Copy out, unchanged, every line from the start of the records to the line that contains "const EMPTY_BUCKET: usize = usize::MAX;", and stop there.
*** Records for processing ***
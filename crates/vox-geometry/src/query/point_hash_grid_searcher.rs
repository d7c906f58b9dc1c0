//! Uniform hash-grid point searcher.
//!
//! Points are bucketed by `floor(p / grid_spacing)`, and bucket coordinates
//! wrap around `resolution` before being flattened into a key, so an
//! unbounded domain maps onto a fixed table. Building is a parallel map
//! (key per point) followed by a sort by key and a serial pass that records
//! the `[start, end)` range of every non-empty bucket.

use std::ops::ControlFlow;

use glam::DVec3;
use rayon::prelude::*;
use tracing::debug;

use super::{PointNeighborSearcher3, SearchGridConfig};
use crate::error::SolverError;
use crate::execution::ExecutionContext;
use crate::validation::validate_search_grid;

/// Marks an empty bucket in the start/end tables.
const EMPTY_BUCKET: usize = usize::MAX;

/// Hash-grid neighbour searcher with a parallel build step.
///
/// `Clone` copies the indexed points, so a clone keeps answering queries
/// over the point set it was built from.
#[derive(Debug, Clone)]
pub struct PointParallelHashGridSearcher3 {
    resolution: [usize; 3],
    grid_spacing: f64,
    ctx: ExecutionContext,

    /// Indexed points, ordered by key.
    points: Vec<DVec3>,
    keys: Vec<usize>,
    /// `sorted_indices[j]` is the caller's index of `points[j]`.
    sorted_indices: Vec<usize>,
    start_index_table: Vec<usize>,
    end_index_table: Vec<usize>,
}

impl PointParallelHashGridSearcher3 {
    /// # Errors
    ///
    /// [`SolverError::InvalidInput`] if any resolution axis is zero or the
    /// spacing is not finite and positive.
    pub fn new(resolution: [usize; 3], grid_spacing: f64) -> Result<Self, SolverError> {
        Self::from_config(&SearchGridConfig {
            resolution,
            grid_spacing,
        })
    }

    pub fn from_config(config: &SearchGridConfig) -> Result<Self, SolverError> {
        validate_search_grid(config)?;
        let buckets = config.resolution.iter().product();
        Ok(Self {
            resolution: config.resolution,
            grid_spacing: config.grid_spacing,
            ctx: ExecutionContext::serial(),
            points: Vec::new(),
            keys: Vec::new(),
            sorted_indices: Vec::new(),
            start_index_table: vec![EMPTY_BUCKET; buckets],
            end_index_table: vec![EMPTY_BUCKET; buckets],
        })
    }

    /// Run the key map and sort on `ctx`.
    pub fn with_execution(mut self, ctx: ExecutionContext) -> Self {
        self.ctx = ctx;
        self
    }

    pub fn resolution(&self) -> [usize; 3] {
        self.resolution
    }

    pub fn grid_spacing(&self) -> f64 {
        self.grid_spacing
    }

    /// Indexed points in bucket order.
    pub fn points(&self) -> &[DVec3] {
        &self.points
    }

    /// Bucket key of each entry of [`points`](Self::points).
    pub fn keys(&self) -> &[usize] {
        &self.keys
    }

    pub fn sorted_indices(&self) -> &[usize] {
        &self.sorted_indices
    }

    /// First position in [`points`](Self::points) for each bucket, or
    /// `usize::MAX` when the bucket is empty.
    pub fn start_index_table(&self) -> &[usize] {
        &self.start_index_table
    }

    /// One past the last position for each bucket, or `usize::MAX`.
    pub fn end_index_table(&self) -> &[usize] {
        &self.end_index_table
    }

    /// Unwrapped bucket coordinate containing `position`.
    pub fn bucket_index(&self, position: DVec3) -> [i64; 3] {
        let b = (position / self.grid_spacing).floor();
        [b.x as i64, b.y as i64, b.z as i64]
    }

    /// Table key of a bucket coordinate, wrapping each axis.
    pub fn hash_key_from_bucket_index(&self, bucket: [i64; 3]) -> usize {
        let [rx, ry, rz] = self.resolution;
        let x = bucket[0].rem_euclid(rx as i64) as usize;
        let y = bucket[1].rem_euclid(ry as i64) as usize;
        let z = bucket[2].rem_euclid(rz as i64) as usize;
        (z * ry + y) * rx + x
    }

    pub fn hash_key_from_position(&self, position: DVec3) -> usize {
        self.hash_key_from_bucket_index(self.bucket_index(position))
    }

    /// Sorted, deduplicated keys of every bucket overlapping the sphere.
    fn nearby_keys(&self, origin: DVec3, radius: f64) -> Vec<usize> {
        let lo = ((origin - DVec3::splat(radius)) / self.grid_spacing).floor();
        let hi = ((origin + DVec3::splat(radius)) / self.grid_spacing).floor();

        // Past `resolution` buckets an axis wraps onto itself, so a wider
        // (or unbounded) span visits the whole axis.
        let mut start = [0i64; 3];
        let mut span = [0i64; 3];
        for axis in 0..3 {
            let res = self.resolution[axis] as i64;
            let width = hi[axis] - lo[axis] + 1.0;
            if width.is_finite() && width < res as f64 {
                start[axis] = (lo[axis] as i64).rem_euclid(res);
                span[axis] = width as i64;
            } else {
                span[axis] = res;
            }
        }

        let mut keys = Vec::with_capacity((span[0] * span[1] * span[2]) as usize);
        for dz in 0..span[2] {
            for dy in 0..span[1] {
                for dx in 0..span[0] {
                    keys.push(self.hash_key_from_bucket_index([
                        start[0] + dx,
                        start[1] + dy,
                        start[2] + dz,
                    ]));
                }
            }
        }
        keys.sort_unstable();
        keys.dedup();
        keys
    }

    /// Visit stored positions `j` of points within `radius` of `origin`.
    fn visit_nearby<F>(&self, origin: DVec3, radius: f64, mut visit: F)
    where
        F: FnMut(usize) -> ControlFlow<()>,
    {
        if self.points.is_empty() || radius.is_nan() || radius < 0.0 {
            return;
        }
        let radius_sq = radius * radius;

        for key in self.nearby_keys(origin, radius) {
            let start = self.start_index_table[key];
            if start == EMPTY_BUCKET {
                continue;
            }
            let end = self.end_index_table[key];
            for j in start..end {
                if self.points[j].distance_squared(origin) <= radius_sq
                    && visit(j).is_break()
                {
                    return;
                }
            }
        }
    }
}

impl PointNeighborSearcher3 for PointParallelHashGridSearcher3 {
    fn type_name(&self) -> &'static str {
        "PointParallelHashGridSearcher3"
    }

    fn build(&mut self, points: &[DVec3]) {
        self.start_index_table.fill(EMPTY_BUCKET);
        self.end_index_table.fill(EMPTY_BUCKET);
        self.points.clear();
        self.keys.clear();
        self.sorted_indices.clear();
        if points.is_empty() {
            return;
        }

        let keys: Vec<usize> = if self.ctx.is_parallel() {
            self.ctx.install(|| {
                points
                    .par_iter()
                    .map(|&p| self.hash_key_from_position(p))
                    .collect()
            })
        } else {
            points
                .iter()
                .map(|&p| self.hash_key_from_position(p))
                .collect()
        };

        let mut order: Vec<usize> = (0..points.len()).collect();
        if self.ctx.is_parallel() {
            self.ctx.install(|| order.par_sort_by_key(|&i| keys[i]));
        } else {
            order.sort_by_key(|&i| keys[i]);
        }

        self.points = order.iter().map(|&i| points[i]).collect();
        self.keys = order.iter().map(|&i| keys[i]).collect();
        self.sorted_indices = order;

        let n = self.keys.len();
        self.start_index_table[self.keys[0]] = 0;
        for i in 1..n {
            if self.keys[i] != self.keys[i - 1] {
                self.start_index_table[self.keys[i]] = i;
                self.end_index_table[self.keys[i - 1]] = i;
            }
        }
        self.end_index_table[self.keys[n - 1]] = n;

        debug!(
            "hash grid built: {} points, {} non-empty buckets of {}",
            n,
            self.start_index_table
                .iter()
                .filter(|&&s| s != EMPTY_BUCKET)
                .count(),
            self.start_index_table.len(),
        );
    }

    fn for_each_nearby_point<F>(&self, origin: DVec3, radius: f64, mut callback: F)
    where
        F: FnMut(usize, DVec3),
    {
        self.visit_nearby(origin, radius, |j| {
            callback(self.sorted_indices[j], self.points[j]);
            ControlFlow::Continue(())
        });
    }

    fn has_nearby_point(&self, origin: DVec3, radius: f64) -> bool {
        let mut found = false;
        self.visit_nearby(origin, radius, |_| {
            found = true;
            ControlFlow::Break(())
        });
        found
    }
}

#[cfg(test)]
mod tests {
    use super::*;

    #[test]
    fn keys_wrap_negative_buckets() {
        let s = PointParallelHashGridSearcher3::new([4, 4, 4], 1.0).unwrap();
        assert_eq!(s.hash_key_from_bucket_index([-1, 0, 0]), 3);
        assert_eq!(s.hash_key_from_bucket_index([4, 5, 0]), 4);
        assert_eq!(
            s.hash_key_from_position(DVec3::new(0.5, 1.5, 2.5)),
            (2 * 4 + 1) * 4
        );
    }

    #[test]
    fn tables_cover_sorted_points() {
        let points = [
            DVec3::new(0.1, 0.1, 0.1),
            DVec3::new(2.5, 0.1, 0.1),
            DVec3::new(0.2, 0.3, 0.4),
            DVec3::new(-0.5, 0.0, 0.0),
        ];
        let mut s = PointParallelHashGridSearcher3::new([4, 4, 4], 1.0).unwrap();
        s.build(&points);

        assert!(s.keys().windows(2).all(|w| w[0] <= w[1]));
        // Bucket 0 holds the two points near the origin in input order.
        assert_eq!(s.start_index_table()[0], 0);
        assert_eq!(s.end_index_table()[0], 2);
        assert_eq!(&s.sorted_indices()[..2], &[0, 2]);
        assert_eq!(s.start_index_table()[1], EMPTY_BUCKET);
        // Bucket -1 wraps to x = 3.
        assert_eq!(s.start_index_table()[3], 3);
        assert_eq!(s.end_index_table()[3], 4);
    }

    #[test]
    fn query_reports_inclusive_radius() {
        let points = [DVec3::ZERO, DVec3::new(1.0, 0.0, 0.0), DVec3::new(1.5, 0.0, 0.0)];
        let mut s = PointParallelHashGridSearcher3::new([8, 8, 8], 1.0).unwrap();
        s.build(&points);

        let mut found = Vec::new();
        s.for_each_nearby_point(DVec3::ZERO, 1.0, |i, _| found.push(i));
        found.sort_unstable();
        assert_eq!(found, vec![0, 1]);
        assert!(s.has_nearby_point(DVec3::new(3.0, 0.0, 0.0), 1.5));
        assert!(!s.has_nearby_point(DVec3::new(3.0, 0.0, 0.0), 1.4));
        assert!(!s.has_nearby_point(DVec3::ZERO, -1.0));
    }

    #[test]
    fn unbounded_radius_visits_every_bucket() {
        let points = [DVec3::ZERO, DVec3::new(2.5, -7.0, 30.0)];
        let mut s = PointParallelHashGridSearcher3::new([4, 4, 4], 1.0).unwrap();
        s.build(&points);

        for radius in [1e19, f64::INFINITY] {
            assert_eq!(s.nearby_keys(DVec3::ZERO, radius).len(), 64);
            let mut found = Vec::new();
            s.for_each_nearby_point(DVec3::ZERO, radius, |i, _| found.push(i));
            found.sort_unstable();
            assert_eq!(found, vec![0, 1]);
            assert!(s.has_nearby_point(DVec3::new(100.0, 0.0, 0.0), radius));
        }
    }

    #[test]
    fn bad_layout_rejected() {
        assert!(PointParallelHashGridSearcher3::new([0, 1, 1], 1.0).is_err());
        assert!(PointParallelHashGridSearcher3::new([1, 1, 1], f64::NAN).is_err());
    }
}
***
▶ [Exercise response]:
filename crates/vox-geometry/src/query/point_hash_grid_searcher.rs
repository d7c906f58b9dc1c0
//! Uniform hash-grid point searcher.
//!
//! Points are bucketed by `floor(p / grid_spacing)`, and bucket coordinates
//! wrap around `resolution` before being flattened into a key, so an
//! unbounded domain maps onto a fixed table. Building is a parallel map
//! (key per point) followed by a sort by key and a serial pass that records
//! the `[start, end)` range of every non-empty bucket.

use std::ops::ControlFlow;

use glam::DVec3;
use rayon::prelude::*;
use tracing::debug;

use super::{PointNeighborSearcher3, SearchGridConfig};
use crate::error::SolverError;
use crate::execution::ExecutionContext;
use crate::validation::validate_search_grid;

/// Marks an empty bucket in the start/end tables.
const EMPTY_BUCKET: usize = usize::MAX;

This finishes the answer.